J’ai soupiré. « Ce qui énerve Aarya, c’est que si nous avions eu un fils, personne n’exigerait cela. Et elle a raison, bien sûr. » J’ai à nouveau fait rouler mes épaules, mon irritation ne faisant que croître.
Je ne pouvais m’empêcher de me retourner à chaque craquement de brindille ou hurlement lointain. J’ai humé l’air à chaque fois que le vent changeait de direction. À chaque fois, je ne trouvais rien, mais mon lycan refusait de se calmer.
Damien a levé les sourcils. « Tu vas vraiment aller de l’avant en nommant Devi comme ton héritière ? »
« Absolument. Quel bien cela a-t-il fait de suivre les traditions pour notre famille ? Je ne veux pas qu’elle s’enfuie une fois qu’elle sera en âge de le faire. » J’ai jeté un coup d’œil par-dessus mon épaule, en fronçant les sourcils.
Damien s’est arrêté, levant son nez pour humer l’air, lui aussi. « Que regardes-tu, Adonis ? Tu sens quelque chose ? »
J’ai secoué la tête, me déplaçant d’un pied à l’autre. « Je ne sais pas. Quelque chose me dérange, c’est tout. Ce n’est probablement rien… »
Un terrible gémissement m’a coupé dans mon élan. Un ours est sorti des buissons en trombe, piétinant tout sur son passage. Ce n’était pas un ours noir, mais un grizzli adulte, mesurant probablement trois mètres une fois debout sur ses pattes arrière.
Les grizzlis attaquaient rarement les humains, encore moins une meute de loups. Rien qu’à l’odeur du lycan, il aurait dû nous éviter, mais il se dirigeait vers moi. De l’écume a éclaboussé son museau.
J’ai poussé Damien sur le côté et me suis préparé. L’ours m’a frappé comme un train de marchandises.
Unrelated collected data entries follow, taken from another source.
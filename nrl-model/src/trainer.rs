use crate::{
    error::{ModelError, ModelResult},
    network::{Losses, Network, Sequence},
    optimizer::Adam,
};
use logging_timer::time;
use rand::{rngs::SmallRng, seq::SliceRandom, SeedableRng};
use serde::{Deserialize, Serialize};
use std::{
    fs::{self, OpenOptions},
    io::Write,
    path::{Path, PathBuf},
    time::Instant,
};

pub const EPOCH_FILE: &str = "epoch.d";
pub const TRAINING_LOG: &str = "training.txt";

#[derive(Serialize, Deserialize, Debug, Clone, PartialEq)]
#[serde(default)]
pub struct TrainingConfig {
    pub epochs: usize,
    pub shuffle: bool,
    /// Save only when the loss improves.
    pub greedy: bool,
    pub retrain: bool,
    pub log_interval: usize,
    pub adam: Adam,
}

impl Default for TrainingConfig {
    fn default() -> Self {
        Self {
            epochs: 1000,
            shuffle: false,
            greedy: true,
            retrain: false,
            log_interval: 1,
            adam: Adam::default(),
        }
    }
}

#[derive(Serialize, Deserialize, Debug, Clone, PartialEq)]
pub struct EpochReport {
    pub epoch: usize,
    pub elapsed_ms: u128,
    pub rec: f32,
    pub rec_gen: f32,
    pub reg: f32,
    pub loss: f32,
    pub saved: bool,
}

impl EpochReport {
    pub fn to_row(&self) -> String {
        format!(
            "{}, {}, {}, {}, {}, {}",
            self.epoch, self.elapsed_ms, self.rec, self.rec_gen, self.reg, self.loss
        )
    }
}

/// Full-batch trainer. `data[p]` holds the encoded samples of primitive `p`.
#[derive(Debug, Clone)]
pub struct Trainer {
    config: TrainingConfig,
    model_dir: Option<PathBuf>,
    step: usize,
    best_loss: f32,
    rng: SmallRng,
}

fn io_error(path: &Path, e: impl ToString) -> ModelError {
    ModelError::Io {
        path: path.to_path_buf(),
        reason: e.to_string(),
    }
}

/// Parses the `step,loss` record written next to saved parameters.
pub fn read_epoch_file(dir: &Path) -> ModelResult<(usize, f32)> {
    let path = dir.join(EPOCH_FILE);
    let text = fs::read_to_string(&path).map_err(|e| io_error(&path, e))?;
    let bad = |reason: &str| ModelError::InvalidParameterFile {
        path: path.clone(),
        reason: reason.to_string(),
    };
    let (step, loss) = text
        .trim()
        .split_once(',')
        .ok_or_else(|| bad("expected 'step,loss'"))?;
    let step = step.trim().parse::<usize>().map_err(|_| bad("invalid step"))?;
    let loss = loss.trim().parse::<f32>().map_err(|_| bad("invalid loss"))?;
    Ok((step, loss))
}

impl Trainer {
    /// Without a model directory nothing is written to disk.
    pub fn new(config: TrainingConfig, model_dir: Option<PathBuf>, seed: u64) -> Self {
        Self {
            config,
            model_dir,
            step: 0,
            best_loss: f32::INFINITY,
            rng: SmallRng::seed_from_u64(seed),
        }
    }

    pub fn step(&self) -> usize {
        self.step
    }

    pub fn best_loss(&self) -> f32 {
        self.best_loss
    }

    /// Restores parameters and the step counter from the model directory.
    pub fn resume(&mut self, net: &mut Network) -> ModelResult<()> {
        let dir = match &self.model_dir {
            Some(dir) => dir.clone(),
            None => {
                return Err(ModelError::InvalidConfig {
                    key: "modelpath".to_string(),
                    reason: "retraining needs a model directory".to_string(),
                })
            }
        };
        let (step, loss) = read_epoch_file(&dir)?;
        net.load(&dir)?;
        self.step = step;
        self.best_loss = loss;
        log::info!("resuming from epoch {} with loss {}", step, loss);
        Ok(())
    }

    /// Forward every primitive, backward every primitive, then one Adam step.
    #[time]
    pub fn run_epoch(&mut self, net: &mut Network, data: &[Vec<Sequence>]) -> ModelResult<Losses> {
        let mut order: Vec<usize> = (0..data.len()).collect();
        if self.config.shuffle {
            order.shuffle(&mut self.rng);
        }
        let mut outputs = Vec::with_capacity(order.len());
        for &p in &order {
            outputs.push(net.t_forward(p)?);
        }
        let mut losses = Losses::default();
        for (&p, x) in order.iter().zip(&outputs) {
            losses += net.t_backward(p, x, &data[p])?;
        }
        self.step += 1;
        net.t_opt_adam(self.step, &self.config.adam);
        Ok(losses)
    }

    /// Runs the configured number of epochs and reports every `log_interval`.
    pub fn train(&mut self, net: &mut Network, data: &[Vec<Sequence>]) -> ModelResult<Vec<EpochReport>> {
        if self.config.retrain {
            self.resume(net)?;
        }
        let start = Instant::now();
        let interval = self.config.log_interval.max(1);
        let mut reports = Vec::new();
        for _ in 0..self.config.epochs {
            let losses = self.run_epoch(net, data)?;
            if self.step % interval != 0 {
                continue;
            }
            let mut rec_gen = 0.0;
            for (p, samples) in data.iter().enumerate() {
                let generated = net.t_generate(p)?;
                rec_gen += net.rec_error(&generated, samples);
            }
            let saved = self.maybe_save(net, losses.loss)?;
            let report = EpochReport {
                epoch: self.step,
                elapsed_ms: start.elapsed().as_millis(),
                rec: losses.rec,
                rec_gen,
                reg: losses.reg,
                loss: losses.loss,
                saved,
            };
            log::info!("{}", report.to_row());
            self.append_log(&report)?;
            reports.push(report);
        }
        Ok(reports)
    }

    fn maybe_save(&mut self, net: &Network, loss: f32) -> ModelResult<bool> {
        let improved = loss < self.best_loss;
        if improved {
            self.best_loss = loss;
        }
        if self.config.greedy && !improved {
            return Ok(false);
        }
        let dir = match &self.model_dir {
            Some(dir) => dir,
            None => return Ok(false),
        };
        net.save(dir)?;
        let path = dir.join(EPOCH_FILE);
        fs::write(&path, format!("{},{}\n", self.step, loss)).map_err(|e| io_error(&path, e))?;
        Ok(true)
    }

    fn append_log(&self, report: &EpochReport) -> ModelResult<()> {
        let dir = match &self.model_dir {
            Some(dir) => dir,
            None => return Ok(()),
        };
        fs::create_dir_all(dir).map_err(|e| io_error(dir, e))?;
        let path = dir.join(TRAINING_LOG);
        let mut file = OpenOptions::new()
            .create(true)
            .append(true)
            .open(&path)
            .map_err(|e| io_error(&path, e))?;
        writeln!(file, "{}", report.to_row()).map_err(|e| io_error(&path, e))
    }
}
Il a pesé de tout son poids sur ma jambe gauche. J’ai senti l’os se briser, j’ai senti son souffle chaud sur mon visage.
La douleur a inondé tout mon corps, l’agonie dans ma jambe, la pression sur mes côtes où une énorme patte couvrait ma poitrine, le feu dans mon épaule quand il a serré ses mâchoires. Je me suis débattu, mais les dents ne faisaient que mordre plus profondément.
Mon sang a rugi dans mes oreilles, et ma vision est devenue blanche. Le poids sur moi a augmenté au point que je ne pouvais plus respirer, puis il a disparu tout aussi soudainement. J’ai entendu Damien crier et j’ai senti des mains me soulever.
J’ai dérivé, incapable de me concentrer sur autre chose que la respiration. Cela semblait prendre toute ma concentration. La douleur dans ma jambe a grimpé le long de ma colonne vertébrale et s’est installée dans ma poitrine.
Des odeurs familières m’entouraient, m’apaisaient. Notre chambre. Aarya était là. Elle devait être là. Je pouvais entendre sa voix, un baume pour mon corps fiévreux.
Je voulais me lever, la réconforter, mais je n’arrivais même pas à parler. L’obscurité se refermait sur moi. J’ai lutté contre elle. J’avais besoin de la voir, besoin…
Elle était là, les mains de Gabe sur ses épaules, les cheveux détachés autour de sa tête, le visage strié de larmes. Les yeux de ma belle compagne se sont remplis d’un noir furieux et elle a hurlé son chagrin.
Elle s’est libérée de Gabe. Luke et Damien se sont jetés sur elle, Damien l’entourant de ses bras, essayant de la faire tomber au sol.
Quelqu’un a crié au loin. « Aarya, calme-toi ! Tu dois te retenir ! »
Elle avait besoin de moi. Mais j’étais emporté par un terrible courant, auquel je ne pouvais résister. Bientôt, même son odeur a fini par disparaître de mon corps et je n’ai plus rien vu.